Excesso de desonestidade intelectual

A mitologia do “golpe” se ampara na ideia que as “pedaladas” se justificariam para manter o crescimento e o emprego. Reconhece, portanto, a ilegalidade da ação (a vilipendiada Lei de Responsabilidade Fiscal proíbe operações de crédito entre o governo e seus bancos), mas argumenta se tratar de política com fins nobres: impedir a recessão e garantir que a população permanecesse ocupada.

Há vários problemas com o argumento. A começar pela contumaz noção que fins justificam os meios, possibilitando a destruição do aparato institucional em nome de presumidos ganhos imediatos. Mesmo que estes se materializem – o que está longe de ser verdade – não raro as consequências para a capacidade de expansão de longo prazo são desastrosas, em linha com nossa experiência recente.

Diga-se, aliás, que o objetivo, vendido como nobre, era bem mais mundano, a saber, ganhar uma eleição, nem que à custa de se “fazer o diabo”, postura tornada explícita ao longo do processo.

Isto dito, há sérias dúvidas acerca da adequação desta política. Em primeiro lugar porque, conforme discutido mais vezes do que seria saudável neste espaço, em 2013 e 2014, quando se usou e abusou deste expediente, estava mais do que claro que o problema da economia brasileira não era a falta de demanda originária da crise internacional (já então o mundo crescia bem mais do que nós), mas sim os sérios gargalos do lado da oferta, incluindo o mercado de trabalho.

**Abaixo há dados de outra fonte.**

//! API error type and HTTP mapping.

use axum::http::StatusCode;
use axum::response::{IntoResponse, Response};
use axum::Json;
use serde_json::json;
use storefront_auth::AuthError;
use storefront_db::DbError;
use thiserror::Error;

/// Uniform body for failed logins. Identical for unknown-username and
/// wrong-password so the response never reveals which part failed.
pub const INVALID_CREDENTIALS_DETAIL: &str = "Invalid username or password";

/// Errors returned by API handlers.
#[derive(Debug, Error)]
pub enum ApiError {
    /// Login failed. Always rendered as the uniform 401 body.
    #[error("invalid credentials")]
    InvalidCredentials,

    /// Bearer token missing, malformed, expired or forged.
    #[error("unauthorized")]
    Unauthorized,

    /// Authenticated but not allowed here (admin tokens on tenant
    /// endpoints).
    #[error("forbidden: {0}")]
    Forbidden(String),

    /// Request body failed validation.
    #[error("validation error: {0}")]
    Validation(String),

    /// Database layer error.
    #[error(transparent)]
    Database(#[from] DbError),

    /// Token/password machinery error.
    #[error(transparent)]
    Auth(#[from] AuthError),

    /// Server-side invariant violation (corrupt role column, bad
    /// configuration). Never exposes detail to the client.
    #[error("internal error: {0}")]
    Internal(String),
}

impl IntoResponse for ApiError {
    fn into_response(self) -> Response {
        let (status, detail) = match &self {
            ApiError::InvalidCredentials => {
                (StatusCode::UNAUTHORIZED, INVALID_CREDENTIALS_DETAIL.to_string())
            }
            ApiError::Unauthorized => {
                (StatusCode::UNAUTHORIZED, "Invalid or expired token".to_string())
            }
            ApiError::Forbidden(msg) => (StatusCode::FORBIDDEN, msg.clone()),
            ApiError::Validation(msg) => (StatusCode::BAD_REQUEST, msg.clone()),
            ApiError::Database(DbError::PoolExhausted) => (
                StatusCode::SERVICE_UNAVAILABLE,
                "Service temporarily unavailable".to_string(),
            ),
            ApiError::Database(err @ DbError::ContextBindFailed(_)) => {
                // Loud: a bind failure means we could not establish the
                // isolation context for this request.
                tracing::error!(error = %err, "tenant context bind failed");
                (
                    StatusCode::INTERNAL_SERVER_ERROR,
                    "Internal server error".to_string(),
                )
            }
            ApiError::Database(err) => {
                tracing::error!(error = %err, "database error");
                (
                    StatusCode::INTERNAL_SERVER_ERROR,
                    "Internal server error".to_string(),
                )
            }
            ApiError::Auth(err) if err.is_token_error() => {
                (StatusCode::UNAUTHORIZED, "Invalid or expired token".to_string())
            }
            ApiError::Auth(err) => {
                tracing::error!(error = %err, "auth error");
                (
                    StatusCode::INTERNAL_SERVER_ERROR,
                    "Internal server error".to_string(),
                )
            }
            ApiError::Internal(msg) => {
                tracing::error!(error = %msg, "internal error");
                (
                    StatusCode::INTERNAL_SERVER_ERROR,
                    "Internal server error".to_string(),
                )
            }
        };

        (status, Json(json!({ "detail": detail }))).into_response()
    }
}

Naquele contexto aumentar gastos iria simplesmente agravar nosso desequilíbrio externo (e o agravou, trazendo o déficit em conta corrente de US$ 75 bilhões para US$ 105 bilhões) e elevar ainda mais a inflação, apesar dos controles de preços, o que também ocorreu.

Junte-se a ambos estes desequilíbrios o forte aumento da dívida pública no período e fica claro que a política econômica da época, além de ineficaz para elevar o crescimento, era também nitidamente insustentável para qualquer economista que não fosse signatário do manifesto de apoio à presidente às vésperas da eleição.

Não faz tampouco sentido o raciocínio (se cabe aqui a expressão) que atribui ao excesso de responsabilidade fiscal a queda da presidente.

Em primeiro lugar porque, sendo a política anterior insustentável, não havia alternativa que não passasse pela correção dos desequilíbrios fiscais. Ao contrário, a crise que resultaria da manutenção da Nova Matriz, hoje uma pobre órfã, faria a atual parecer não mais que mera desaceleração econômica.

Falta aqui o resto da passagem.